Yes it's a old (100 ++ year) Chase pattern leather splitter. I don't remember who but some one on this board recommended I keep a eye out for one as it's a lot lighter then a landis and has a 12" cutting blade. I talked Michael Rader into makeing me a new blade for it out of 52100 steel. I'll bet it's the first leather splitter with a "M.S." stamp on it :)
 
Great job on the restoration Chef.
I use one like it daily. Now watch for a pair of snob pliers, they make it easyer to pull the leather thru. ( they use them in the shoe trade)

Keep your blade sharp and never split past half the leather thickness in a single pass. (it will cut your leather clear thru)
 
Great job on the restoration Chef.
I use one like it daily. Now watch for a pair of snob pliers, they make it easyer to pull the leather thru. ( they use them in the shoe trade)

Keep your blade sharp and never split past half the leather thickness in a single pass. (it will cut your leather clear thru)

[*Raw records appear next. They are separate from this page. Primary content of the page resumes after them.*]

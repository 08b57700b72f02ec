use {
  serde::{Deserialize, Serialize},
  std::{
    fmt::{Debug, Display},
    str::FromStr,
  },
  thiserror::Error,
};

/// Largest amount the chain accepts for an asset, `2^62 - 1`.
pub const MAX_AMOUNT: i64 = (1 << 62) - 1;

const MAX_PRECISION: u8 = 18;
const MAX_CODE_LEN: usize = 7;

#[derive(Debug, Clone, Error, PartialEq, Eq)]
pub enum Error {
  #[error("invalid symbol '{0}'")]
  InvalidSymbol(String),

  #[error("invalid asset '{0}'")]
  InvalidAsset(String),

  #[error("asset amount is out of range")]
  Overflow,

  #[error("symbol mismatch, expected {expected} got {found}")]
  SymbolMismatch { expected: Symbol, found: Symbol },
}

/// Token symbol: a precision and an uppercase code of up to 7 letters.
///
/// Packed the same way the chain packs it, precision in the lowest byte
/// followed by the code characters.
#[derive(
  Copy, Clone, PartialEq, Eq, Hash, PartialOrd, Ord, Serialize, Deserialize,
)]
#[serde(try_from = "String", into = "String")]
pub struct Symbol(u64);

impl Symbol {
  /// Encodes a symbol known at compile time.
  ///
  /// Panics during const evaluation if the literal is not a valid symbol.
  pub const fn constant(precision: u8, code: &'static str) -> Self {
    let bytes = code.as_bytes();
    assert!(precision <= MAX_PRECISION, "symbol precision is too large");
    assert!(
      !bytes.is_empty() && bytes.len() <= MAX_CODE_LEN,
      "invalid symbol code length"
    );

    let mut packed = precision as u64;
    let mut i = 0;
    while i < bytes.len() {
      assert!(bytes[i].is_ascii_uppercase(), "invalid symbol code");
      packed |= (bytes[i] as u64) << (8 * (i + 1));
      i += 1;
    }
    Self(packed)
  }

  pub fn new(precision: u8, code: &str) -> Result<Self, Error> {
    let invalid = || Error::InvalidSymbol(format!("{precision},{code}"));
    if precision > MAX_PRECISION
      || code.is_empty()
      || code.len() > MAX_CODE_LEN
      || !code.bytes().all(|c| c.is_ascii_uppercase())
    {
      return Err(invalid());
    }

    let packed = code
      .bytes()
      .enumerate()
      .fold(precision as u64, |acc, (i, c)| acc | (c as u64) << (8 * (i + 1)));
    Ok(Self(packed))
  }

  pub fn precision(&self) -> u8 {
    (self.0 & 0xff) as u8
  }

  pub fn code(&self) -> String {
    (1..8)
      .map(|i| ((self.0 >> (8 * i)) & 0xff) as u8)
      .take_while(|&c| c != 0)
      .map(char::from)
      .collect()
  }

  /// Number of minor units in one whole token.
  fn scale(&self) -> i64 {
    10i64.pow(self.precision() as u32)
  }
}

impl FromStr for Symbol {
  type Err = Error;

  fn from_str(s: &str) -> Result<Self, Self::Err> {
    let (precision, code) = s
      .split_once(',')
      .ok_or_else(|| Error::InvalidSymbol(s.to_owned()))?;
    let precision = precision
      .trim()
      .parse()
      .map_err(|_| Error::InvalidSymbol(s.to_owned()))?;
    Symbol::new(precision, code.trim())
  }
}

impl TryFrom<String> for Symbol {
  type Error = Error;

  fn try_from(value: String) -> Result<Self, Self::Error> {
    FromStr::from_str(&value)
  }
}

impl From<Symbol> for String {
  fn from(symbol: Symbol) -> Self {
    symbol.to_string()
  }
}

impl Display for Symbol {
  fn fmt(&self, f: &mut std::fmt::Formatter<'_>) -> std::fmt::Result {
    write!(f, "{},{}", self.precision(), self.code())
  }
}

impl Debug for Symbol {
  fn fmt(&self, f: &mut std::fmt::Formatter<'_>) -> std::fmt::Result {
    write!(f, "symbol({self})")
  }
}

/// A token quantity in minor units of its symbol.
///
/// `"1.0000 EOS"` is 10000 units of symbol `4,EOS`.
#[derive(Copy, Clone, PartialEq, Eq, Hash, Serialize, Deserialize)]
#[serde(try_from = "String", into = "String")]
pub struct Asset {
  amount: i64,
  symbol: Symbol,
}

impl Asset {
  pub fn new(amount: i64, symbol: Symbol) -> Result<Self, Error> {
    if !(-MAX_AMOUNT..=MAX_AMOUNT).contains(&amount) {
      return Err(Error::Overflow);
    }
    Ok(Self { amount, symbol })
  }

  /// Builds an asset from a non-negative count of minor units.
  pub fn from_units(units: u64, symbol: Symbol) -> Result<Self, Error> {
    let amount = i64::try_from(units).map_err(|_| Error::Overflow)?;
    Self::new(amount, symbol)
  }

  pub fn zero(symbol: Symbol) -> Self {
    Self { amount: 0, symbol }
  }

  pub fn amount(&self) -> i64 {
    self.amount
  }

  pub fn symbol(&self) -> Symbol {
    self.symbol
  }

  pub fn is_zero(&self) -> bool {
    self.amount == 0
  }

  pub fn checked_add(&self, other: &Asset) -> Result<Asset, Error> {
    self.ensure_same_symbol(other)?;
    let amount = self.amount.checked_add(other.amount).ok_or(Error::Overflow)?;
    Asset::new(amount, self.symbol)
  }

  pub fn checked_sub(&self, other: &Asset) -> Result<Asset, Error> {
    self.ensure_same_symbol(other)?;
    let amount = self.amount.checked_sub(other.amount).ok_or(Error::Overflow)?;
    Asset::new(amount, self.symbol)
  }

  fn ensure_same_symbol(&self, other: &Asset) -> Result<(), Error> {
    if self.symbol != other.symbol {
      return Err(Error::SymbolMismatch {
        expected: self.symbol,
        found: other.symbol,
      });
    }
    Ok(())
  }
}

impl FromStr for Asset {
  type Err = Error;

  fn from_str(s: &str) -> Result<Self, Self::Err> {
    let invalid = || Error::InvalidAsset(s.to_owned());
    let (quantity, code) = s.trim().split_once(' ').ok_or_else(invalid)?;
    let (negative, quantity) = match quantity.strip_prefix('-') {
      Some(rest) => (true, rest),
      None => (false, quantity),
    };
    let (whole, fraction) = quantity.split_once('.').unwrap_or((quantity, ""));

    let digits = |part: &str| part.bytes().all(|c| c.is_ascii_digit());
    if whole.is_empty() || !digits(whole) || !digits(fraction) {
      return Err(invalid());
    }

    let precision = u8::try_from(fraction.len()).map_err(|_| invalid())?;
    let symbol = Symbol::new(precision, code.trim())?;

    let amount = format!("{whole}{fraction}")
      .parse::<i64>()
      .map_err(|_| Error::Overflow)?;
    Asset::new(if negative { -amount } else { amount }, symbol)
  }
}

impl TryFrom<String> for Asset {
  type Error = Error;

  fn try_from(value: String) -> Result<Self, Self::Error> {
    FromStr::from_str(&value)
  }
}

impl TryFrom<&str> for Asset {
  type Error = Error;

  fn try_from(value: &str) -> Result<Self, Self::Error> {
    FromStr::from_str(value)
  }
}

impl From<Asset> for String {
  fn from(asset: Asset) -> Self {
    asset.to_string()
  }
}

impl Display for Asset {
  fn fmt(&self, f: &mut std::fmt::Formatter<'_>) -> std::fmt::Result {
    let sign = if self.amount < 0 { "-" } else { "" };
    let scale = self.symbol.scale();
    let whole = (self.amount / scale).unsigned_abs();
    let code = self.symbol.code();
    match self.symbol.precision() as usize {
      0 => write!(f, "{sign}{whole} {code}"),
      precision => {
        let fraction = (self.amount % scale).unsigned_abs();
        write!(f, "{sign}{whole}.{fraction:0precision$} {code}")
      }
    }
  }
}

impl Debug for Asset {
  fn fmt(&self, f: &mut std::fmt::Formatter<'_>) -> std::fmt::Result {
    write!(f, "asset({self})")
  }
}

Thanks, I think it was you that recommended keeping a eye out for one a few years back?
snob pliers??? Got a pic?
 
Sorry Chef, not getting much computer time right now.
Heres the two jaw types I use most. You can drive tacks with these also but I rarely use them that way.
Be sure to leave extra leather to grab with the pliers as you will have to trim the jaw marks off.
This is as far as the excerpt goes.